The dominant model we were following in developing these courses was Dual Transformation (see diagram above). Here are some of the lessons I feel like we learned in our MOOC 1.0 experiment.

  • To date we had 13,665 enrollments. Completion rates were low similar to other MOOCs, but I don’t view that as a bad thing.
  • Dual transformation probably is the best model to think about disruption in regulated industries like Higher Education, but the key to get it to work is item C-capabilities link shown above.
  • Essentially, what we did in our experiment was that our Transformation A and Transformation B were essentially misaligned. Our Transformation A focused on City Vision’s core competencies in Nonprofit Management & Addiction Counseling. Our Transformation B focused on a core competency in Innovative Online/Blended Education. The problem was that these were essentially two different markets, so we could not really build much of a capabilities link C between them. Ultimately this meant that the 1.0 MOOCs were not sustainable outside of grant funding because they did not produce a revenue stream.
  • While we did get similar versions of these courses accredited, we actually never launched them because there was not an effective capabilities link.
  • While Udemy was great for boosting numbers (which foundations like), they ultimately own the customer, so we never had email addresses. Ultimately, this severely limited our ability to convert Udemy students into paying students. In addition, Udemy recently pivoted to deprioritize free courses and limit their length to 2 hours of video, which is problematic. 
  • We were ultimately able to fund the development of these courses through grants and just donating our own time. Probably the most significant problem is that the halflife of most courses in 3 to 5 years, so unless there is an ongoing revenue stream, then it will not be financially sustainable to continue to update the courses.
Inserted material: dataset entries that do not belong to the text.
//! StatsD gauge sink backed by `cadence`.
//!
//! One UDP datagram per gauge, no buffering. The socket is non-blocking, so a
//! send never stalls the tick.

use std::net::UdpSocket;
use std::sync::atomic::{AtomicBool, Ordering};

use cadence::prelude::*;
use cadence::{StatsdClient, UdpMetricSink};

use mongo_statsd_core::error::{ExporterError, Result};
use mongo_statsd_core::mapper::Gauge;
use mongo_statsd_core::sink::GaugeSink;

pub struct StatsdSink {
    client: StatsdClient,
    closed: AtomicBool,
}

impl StatsdSink {
    /// Bind a local UDP socket and target `host:port`. Keys are emitted as
    /// `<prefix>.<gauge>` (bare gauge name when `prefix` is empty).
    pub fn connect(host: &str, port: u16, prefix: &str) -> Result<Self> {
        let socket = UdpSocket::bind("0.0.0.0:0")
            .map_err(|e| ExporterError::Sink(format!("bind udp socket failed: {e}")))?;
        socket
            .set_nonblocking(true)
            .map_err(|e| ExporterError::Sink(format!("set_nonblocking failed: {e}")))?;

        let sink = UdpMetricSink::from((host, port), socket)
            .map_err(|e| ExporterError::Sink(format!("resolve {host}:{port} failed: {e}")))?;

        Ok(Self::from_client(StatsdClient::from_sink(prefix, sink)))
    }

    pub fn from_client(client: StatsdClient) -> Self {
        Self {
            client,
            closed: AtomicBool::new(false),
        }
    }

    pub fn is_closed(&self) -> bool {
        self.closed.load(Ordering::Acquire)
    }
}

impl GaugeSink for StatsdSink {
    fn send_gauge(&self, gauge: &Gauge) -> Result<()> {
        if self.is_closed() {
            return Err(ExporterError::Sink("sink is closed".into()));
        }
        // cadence frames gauges without a rate suffix, which is what rate 1.0 means
        if gauge.sample_rate < 1.0 {
            return Err(ExporterError::Sink(format!(
                "gauge {} has sample rate {}, gauges are never sampled",
                gauge.name, gauge.sample_rate
            )));
        }
        // a signed statsd gauge ("-5|g") is a relative adjustment, not a value
        let Ok(value) = u64::try_from(gauge.value) else {
            tracing::warn!(gauge = gauge.name, value = gauge.value, "skipping negative gauge");
            return Ok(());
        };

        self.client
            .gauge(gauge.name, value)
            .map(|_| ())
            .map_err(|e| ExporterError::Sink(format!("send {} failed: {e}", gauge.name)))
    }

    fn close(&self) -> Result<()> {
        if self.closed.swap(true, Ordering::AcqRel) {
            return Ok(());
        }
        self.client
            .flush()
            .map_err(|e| ExporterError::Sink(format!("flush failed: {e}")))
    }
}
This leads me to announcing our MOOC 2.0 experiment. City Vision University has just launched our City Vision Institute as our MOOC 2.0 experiment. The goal of the City Vision Institute is to provide Free Online Courses for Nonprofit and Ministry Leaders (http://institute.cityvision.edu). Here is what we are doing differently this time based on the lessons we learned:

  • We are running the courses on Learndash in WordPress. This gives us a lot more control and allows us to essentially provide free MOOCs as a form of the freemium business model or content marketing since students provide email addresses in registering.
  • We decided to focus our future courses around the core competencies of City Vision University so our content marketing efforts are attracting the type of people who may one day be students with us.
  • When we do develop new courses or major redesigns of courses, we will identify some where we design them both in our LMS and in Learndash simultaneously.
  • Students from the MOOC can pay $100 to get credit. For this to work with our accreditor, we essentially had to provide all the same assignments in a comprehensive workbook that students can submit to be assessed later. We limit this price to their first course, so we do not undercut our pricing for regular students.
  • Ultimately, the most important part of this experiment is whether the freemium business model is self-sustaining on an ongoing basis. Ultimately, to continue to update courses, we have to be able to pay our cost to do that. While we could try to continue to be grant based, I’m skeptical whether that is viable long-term.

We will keep you all posted on how this next experiment goes.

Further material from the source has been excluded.